Le président de Union pour un mouvement populaire, Boubacar Siddighy Diallo, a animé ce vendredi 15 mai une conférence de presse au siège du parti, à Hafia, au cours de laquelle il a longuement expliqué les fondements et les ambitions de l’alliance UMP-GMD en perspective des prochaines élections législatives.
Devant plusieurs délégations venues des différentes représentations du Directoire, le leader politique s’est d’abord réjoui de « l’évolution de la campagne depuis le départ », avant de revenir sur la nature même de cette coalition politique qu’il présente comme une union de citoyens partageant une même vision pour la Guinée.
Selon lui, l’alliance UMP-GMD repose sur une volonté commune d’accompagner les réformes engagées par le président Mamadi Doumbouya.
« L’alliance UMP-GMD est une alliance réunissant des personnes qui ont décidé d’unir leurs forces et de soutenir la gouvernance », a-t-il déclaré, estimant que les aspirations des deux entités se rejoignent autour du slogan « bâtir ensemble ».
Dans son intervention, Boubacar Siddighy Diallo a également précisé que la GMD n’étant pas constitué en parti politique, il ne pouvait légalement présenter une liste nationale aux élections.
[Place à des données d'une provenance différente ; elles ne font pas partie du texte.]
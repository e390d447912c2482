//! Normalization statistics and result structures
//!
//! This module provides types for tracking how many records each pipeline
//! stage kept, and for handing the normalized stations to the views.

use crate::app::models::NormalizedStation;

/// Record counts after each normalization stage
#[derive(Debug, Clone, Default, PartialEq, Eq)]
pub struct NormalizationStats {
    /// Number of raw input records
    pub total_input: usize,
    /// Records left after malformed-record filtering
    pub valid: usize,
    /// Records left after id deduplication
    pub deduplicated: usize,
    /// Display names that received a disambiguating suffix
    pub renamed: usize,
    /// Final number of output stations
    pub output: usize,
}

impl NormalizationStats {
    /// Create new empty statistics
    pub fn new() -> Self {
        Self::default()
    }

    /// Records dropped as malformed
    pub fn malformed(&self) -> usize {
        self.total_input - self.valid
    }

    /// Records dropped as repeated ids
    pub fn duplicates_removed(&self) -> usize {
        self.valid - self.deduplicated
    }

    /// Stations cut by truncation
    pub fn truncated(&self) -> usize {
        self.deduplicated - self.output
    }

    /// Percentage of input records that were displayable
    pub fn validity_rate(&self) -> f64 {
        if self.total_input == 0 {
            100.0
        } else {
            (self.valid as f64 / self.total_input as f64) * 100.0
        }
    }

    /// Get summary of pipeline statistics
    pub fn summary(&self) -> String {
        format!(
            "Normalization Summary: {} -> {} stations | Malformed: {} ({:.1}% valid) | \
             Duplicates: {} | Renamed: {} | Truncated: {}",
            self.total_input,
            self.output,
            self.malformed(),
            self.validity_rate(),
            self.duplicates_removed(),
            self.renamed,
            self.truncated()
        )
    }
}

/// Result of one normalization run
#[derive(Debug, Clone, PartialEq)]
pub struct NormalizationResult {
    /// Display-ready stations
    pub stations: Vec<NormalizedStation>,
    /// Per-stage record counts
    pub stats: NormalizationStats,
}

impl NormalizationResult {
    pub fn new(stations: Vec<NormalizedStation>, stats: NormalizationStats) -> Self {
        Self { stations, stats }
    }

    pub fn station_count(&self) -> usize {
        self.stations.len()
    }

    pub fn is_empty(&self) -> bool {
        self.stations.is_empty()
    }
}
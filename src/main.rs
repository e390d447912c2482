use clap::Parser;
use estaciones::cli::{args::Args, commands};
use std::process;

/// Exit code used when the user interrupts with Ctrl+C
const EXIT_INTERRUPTED: i32 = 130;

fn main() {
    // Parse command line arguments
    let args = Args::parse();

    // If no subcommand was provided, show help and available commands
    if args.command.is_none() {
        show_help_and_commands();
        process::exit(0);
    }

    let runtime = tokio::runtime::Runtime::new().unwrap_or_else(|e| {
        eprintln!("Failed to create async runtime: {}", e);
        process::exit(1);
    });

    let result = runtime.block_on(async {
        let shutdown_signal = async {
            if let Err(e) = tokio::signal::ctrl_c().await {
                eprintln!("Failed to install CTRL+C signal handler: {}", e);
                std::future::pending::<()>().await;
            }
        };

        tokio::select! {
            result = commands::run(args) => result,
            _ = shutdown_signal => {
                eprintln!("\nReceived CTRL+C, shutting down...");
                Err(estaciones::Error::processing_interrupted("Interrupted by user"))
            }
        }
    });

    match result {
        Ok(_stats) => process::exit(0),
        Err(error @ estaciones::Error::ProcessingInterrupted { .. }) => {
            eprintln!("{}", error);
            process::exit(EXIT_INTERRUPTED);
        }
        Err(error) => {
            eprintln!("Error: {:#}", error);
            process::exit(1);
        }
    }
}

/// Show help information and available commands when no subcommand is provided
fn show_help_and_commands() {
    println!("Estaciones - Weather Station Feed Normalizer");
    println!("============================================");
    println!();
    println!("Turn the station list of a regional weather-station network into");
    println!("display-ready records for charts, maps and summary cards.");
    println!();
    println!("USAGE:");
    println!("    estaciones <COMMAND> [OPTIONS]");
    println!();
    println!("COMMANDS:");
    println!("    normalize   Normalize an estaciones payload and print the ranked stations");
    println!("    lookup      Find a station by name");
    println!("    dashboard   Render cards, chart and map from a snapshot directory");
    println!("    legend      Print the temperature band legend");
    println!("    watch       Re-normalize a payload file on a fixed interval");
    println!("    help        Show this help message or help for specific commands");
    println!();
    println!("OPTIONS:");
    println!("    -h, --help       Show help information");
    println!("    -V, --version    Show version information");
    println!();
    println!("EXAMPLES:");
    println!("    # Top 10 stations as JSON, dark palette:");
    println!("    estaciones normalize -i estaciones.json -n 10 --theme dark --format json");
    println!();
    println!("    # Find a station:");
    println!("    estaciones lookup -i estaciones.json \"la toma\"");
    println!();
    println!("    # Render the dashboard from pronostico.json, estaciones.json and resumen.json:");
    println!("    estaciones dashboard --dir ./snapshot");
    println!();
    println!("    # Refresh every minute until Ctrl+C:");
    println!("    estaciones watch -i estaciones.json --interval 60");
    println!();
    println!("For detailed help on any command, use:");
    println!("    estaciones <COMMAND> --help");
}
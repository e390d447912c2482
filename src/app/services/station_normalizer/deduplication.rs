//! Station deduplication
//!
//! The same physical station may appear more than once in one feed refresh.
//! The first occurrence wins so that ordering stays stable across polls.
//! Records without an id are never deduplicated against each other.

use crate::app::models::StationObservation;
use std::collections::{HashMap, HashSet};
use tracing::{debug, info};

/// Remove records repeating an earlier id, keeping the first in input order
///
/// Ids are compared by their textual form (see [`StationId::key`]).
///
/// [`StationId::key`]: crate::app::models::StationId::key
pub fn deduplicate(stations: Vec<StationObservation>) -> Vec<StationObservation> {
    let input_count = stations.len();
    let mut seen: HashSet<String> = HashSet::new();

    let deduplicated: Vec<StationObservation> = stations
        .into_iter()
        .filter(|station| match &station.id {
            Some(id) => {
                let first = seen.insert(id.key());
                if !first {
                    debug!("Dropping repeated station id {}", id);
                }
                first
            }
            None => true,
        })
        .collect();

    info!(
        "Deduplication complete: removed {} repeated ids, {} stations remaining",
        input_count - deduplicated.len(),
        deduplicated.len()
    );

    deduplicated
}

/// Count records that deduplication would remove
pub fn count_duplicate_ids(stations: &[StationObservation]) -> usize {
    let mut counts: HashMap<String, usize> = HashMap::new();
    for id in stations.iter().filter_map(|s| s.id.as_ref()) {
        *counts.entry(id.key()).or_insert(0) += 1;
    }
    counts.values().map(|&count| count.saturating_sub(1)).sum()
}
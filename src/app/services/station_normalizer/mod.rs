//! Station normalization module
//!
//! This module turns the raw `estaciones` station list into a cleaned,
//! deduplicated, classified and display-ready sequence shared by the chart,
//! the map and the cards.
//!
//! # Architecture
//!
//! The module is organized into logical components:
//! - [`normalizer`] - Main StationNormalizer struct and pipeline orchestration
//! - [`filter`] - Malformed record exclusion
//! - [`deduplication`] - Repeated id removal, first occurrence wins
//! - [`naming`] - Name cleaning, label uniqueness and chart abbreviations
//! - [`ranking`] - Explicit temperature ordering and truncation
//! - [`stats`] - Normalization statistics and result structures
//!
//! # Processing Pipeline
//!
//! 1. **Filtering**: keep records with a finite temperature and a non-blank name
//! 2. **Deduplication**: drop later records repeating an id
//! 3. **Naming**: clean every name, then suffix repeated names with the station id
//! 4. **Classification**: attach band, theme colour and render key
//! 5. **Ranking**: sort by descending temperature (unless the feed order is trusted) and truncate
//!
//! Every stage is pure and synchronous. Running the pipeline twice over the
//! same input with the same settings yields identical output.
//!
//! # Example Usage
//!
//! ```rust
//! use estaciones::app::models::{StationId, StationObservation, Theme};
//! use estaciones::app::services::station_normalizer::normalize;
//!
//! let raw = vec![
//!     StationObservation::new(Some(StationId::Number(10)), "Estación CENTRO", Some(24.5)),
//!     StationObservation::new(Some(StationId::Number(20)), "Est. CENTRO", Some(21.0)),
//! ];
//!
//! let stations = normalize(&raw, 20, Theme::Light);
//! assert_eq!(stations[0].display_name, "Centro");
//! assert_eq!(stations[1].display_name, "Centro (20)");
//! ```

pub mod deduplication;
pub mod filter;
pub mod naming;
pub mod normalizer;
pub mod ranking;
pub mod stats;

#[cfg(test)]
pub mod tests;

// Re-export main types for easy access
pub use normalizer::{StationNormalizer, normalize};
pub use stats::{NormalizationResult, NormalizationStats};

// Re-export the individual stages
pub use deduplication::{count_duplicate_ids, deduplicate};
pub use filter::{filter_valid, is_valid};
pub use naming::{abbreviate_name, clean_name, ensure_unique_display_names};
pub use ranking::{sort_by_descending_temperature, top_n};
D’où, selon lui, la nécessité de s’adosser à l’UMP afin de porter conjointement les 49 candidats de la coalition.
« Au terme des lois guinéennes, seuls les partis politiques peuvent compétir pour les scrutins de liste nationale. Alors, la GMD s’est retrouvée avec l’UMP qui en a le droit afin de constituer la liste officielle UMP-GMD », a expliqué le président du parti, précisant que cette alliance regroupe au total cinq formations politiques.
Sans cacher ses ambitions électorales, il a affirmé que l’objectif principal de cette coalition est d’obtenir une majorité parlementaire capable d’accompagner les réformes institutionnelles et législatives du pouvoir de transition.
« Sans une majorité importante à l’Assemblée, l’État peut se voir démuni des instruments qu’il lui faut pour mener sa réforme », a-t-il averti. Selon lui, l’absence d’un soutien solide au Parlement pourrait compromettre « tous les projets, toutes les promesses de campagne et toute la vision du candidat Mamadi Doumbouya ».
Le président de l’UMP a ainsi appelé les militants et sympathisants à se mobiliser afin de permettre au chef de l’État de disposer, après le scrutin du 31 mai, d’une majorité parlementaire « lui permettant d’édicter les lois innovantes nécessaires aux réformes ».